Варвара шевельнула ноздрями, прикусила язык. Ладно. Пусть ее считают бесчувственной деревяшкой. Все с того вечера, свадьбы со снежинками то бишь, когда она воздержалась от восхваления несравненной Степухи. Потому что не будет она объяснять Теймуразу, как это странно и даже утомительно, когда чувствуешь не только те привычные вещи, о которых он говорил, но и миллионы их оттенков, и все это - одновременно, и хаос ощущений напоминает гигантский пестрый клубок всех цветов. А со стороны это, разумеется, выглядит полнейшим бесчувствием. Если смотреть равнодушными глазами.

- А как его звали? - спросила вдруг Варвара.

- Вадим. Только так его не звал никто.

Спросить - почему? И он снова высокомерно ответит: ты не понимаешь простейших вещей. Но в том, что касалось Лероя, вообще не было ничего элементарного. И то, что его вслух никто не называл по имени. И то, почему он, стремившийся к одиночеству, все-таки пошел с их отрядом. И то, как он носил на себе запах трав. И то, зачем произносил он эти нежные, неуместные предсмертные слова: жимолость… марь душистая… таволга…

Была в этих словах какая-то настойчивая тайна, она требовала, чтобы их запомнили и перевели на какой-то другой язык; и непонятнее всего: к кому же они были обращены?

Грузовик, не снижая скорости, миновал ворота Пресептории и не свернул на гаражную площадку, а двинулся по прямой, мимо трапезной, ряда коттеджей, таксидермички, пока не остановился под Майским Дубом. Люди бежали ему навстречу, а впереди всех почему-то была Кони в халатике, изжеванном телятами.

Теймураз соскочил с подножки и бросился к ней.

- Мама… - по-детски всхлипнул он, прижимаясь к ее необъятному округлому плечу.

И тогда все встало на свои места.

* * *

На узенькой галечной полоске, возле массивной яшмовой глыбы, часа два назад установленной над свежей могилой Лероя, выжидающе маячила чья-то фигура. Только бы не Параскив!

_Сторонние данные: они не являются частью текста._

//! Requester side of a connection
// (c) 2026 Ross Younger

use bytes::Bytes;
use tracing::{Instrument as _, debug, trace_span};

use crate::config::Configuration;
use crate::error::{Error, ErrorKind, Result};
use crate::protocol::{Compatibility, Feature, OUR_COMPATIBILITY_LEVEL};
use crate::session::{
    CommandHandler, DeleteHandler, ListdirHandler, MkdirArgs, MkdirHandler, MoveArgs, MoveHandler,
    ReadArgs, ReadHandler, RequestContext, WriteArgs, WriteHandler,
};
use crate::store::DirectoryEntry;
use crate::transport::PacketTransport;

/// Performs file operations against a remote responder.
///
/// One operation is in flight at a time; each method borrows the client mutably
/// and does not return until the operation completes or fails.
/// A failed operation leaves the connection usable for the next.
#[derive(Debug)]
pub struct FileTransferClient<T: PacketTransport> {
    transport: T,
    compat: Compatibility,
    config: Configuration,
}

impl<T: PacketTransport> FileTransferClient<T> {
    /// Sets up a client over a connected transport.
    ///
    /// The peer's protocol version is read once, here. A peer too old to speak the current header set is refused.
    pub async fn connect(mut transport: T, config: Configuration) -> Result<Self> {
        let version = transport.read_version().await?;
        let compat = Compatibility::from(version);
        debug!("peer protocol {compat}; ours is {OUR_COMPATIBILITY_LEVEL}");
        if !compat.supports(Feature::ModificationTimes) {
            return Err(Error::new(
                ErrorKind::UnsupportedByPeer,
                format!(
                    "peer speaks protocol {compat}, at least {} is required",
                    Feature::ModificationTimes.level()
                ),
            ));
        }
        Ok(Self {
            transport,
            compat,
            config,
        })
    }

    /// The protocol version the peer reported
    #[must_use]
    pub fn compatibility(&self) -> Compatibility {
        self.compat
    }

    /// Releases the transport
    #[must_use]
    pub fn into_inner(self) -> T {
        self.transport
    }

    async fn run<H: CommandHandler>(&mut self, handler: H, args: H::Args) -> Result<H::Output> {
        let mut ctx = RequestContext::new(&mut self.transport, self.compat, &self.config);
        handler.send_impl(&mut ctx, args).await
    }

    /// Reads a file, starting at `offset`, returning its contents from there to the end
    pub async fn read(&mut self, path: &str, offset: u32) -> Result<Vec<u8>> {
        let args = ReadArgs {
            path: path.into(),
            offset,
        };
        self.run(ReadHandler, args)
            .instrument(trace_span!("read", path))
            .await
    }

    /// Writes `contents` into a file at `offset`.
    ///
    /// The file ends up exactly `offset + contents.len()` bytes long: anything already present
    /// before `offset` is kept, a gap is zero-filled and anything beyond is truncated.
    /// The modification time defaults to now.
    ///
    /// Returns the modification time the responder stored, which may have been truncated
    /// to its resolution.
    pub async fn write(
        &mut self,
        path: &str,
        contents: &[u8],
        offset: u32,
        modification_time: Option<u64>,
    ) -> Result<u64> {
        let args = WriteArgs {
            path: path.into(),
            contents: Bytes::copy_from_slice(contents),
            offset,
            modification_time,
        };
        self.run(WriteHandler, args)
            .instrument(trace_span!("write", path))
            .await
    }

    /// Creates a directory, and any missing parents. Returns the stored modification time.
    pub async fn mkdir(&mut self, path: &str, modification_time: Option<u64>) -> Result<u64> {
        let args = MkdirArgs {
            path: path.into(),
            modification_time,
        };
        self.run(MkdirHandler, args)
            .instrument(trace_span!("mkdir", path))
            .await
    }

    /// Lists a directory
    pub async fn listdir(&mut self, path: &str) -> Result<Vec<DirectoryEntry>> {
        self.run(ListdirHandler, path.into())
            .instrument(trace_span!("listdir", path))
            .await
    }

    /// Deletes a file or an empty directory
    pub async fn delete(&mut self, path: &str) -> Result<()> {
        self.run(DeleteHandler, path.into())
            .instrument(trace_span!("delete", path))
            .await
    }

    /// Moves (renames) a file or directory. The destination must not exist.
    ///
    /// Needs protocol version 4; against an older peer this fails without sending anything.
    pub async fn move_path(&mut self, from: &str, to: &str) -> Result<()> {
        let args = MoveArgs {
            from: from.into(),
            to: to.into(),
        };
        self.run(MoveHandler, args)
            .instrument(trace_span!("move", from, to))
            .await
    }
}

- Ну, прощай, Моржик, - сказала Варвара черногубому аполину, с которым она проплавала эти два часа буквально плечом к плечу. - Не затоскуй тут без меня и не наделай глупостей, как тот олешек… Ну, иди же, вон и девочки твои фыркают - скучают.

Она сильными гребками пошла к берегу, пока не услышала шорох гальки. Тогда вскочила и побежала на пляж, пугливо кося назад: очень уж боялась за своего Моржика, как бы он не ринулся следом, движимый проклятым синдромом. Но на сей раз, кажется, обошлось, или аполины вообще не были подвержены этому злу.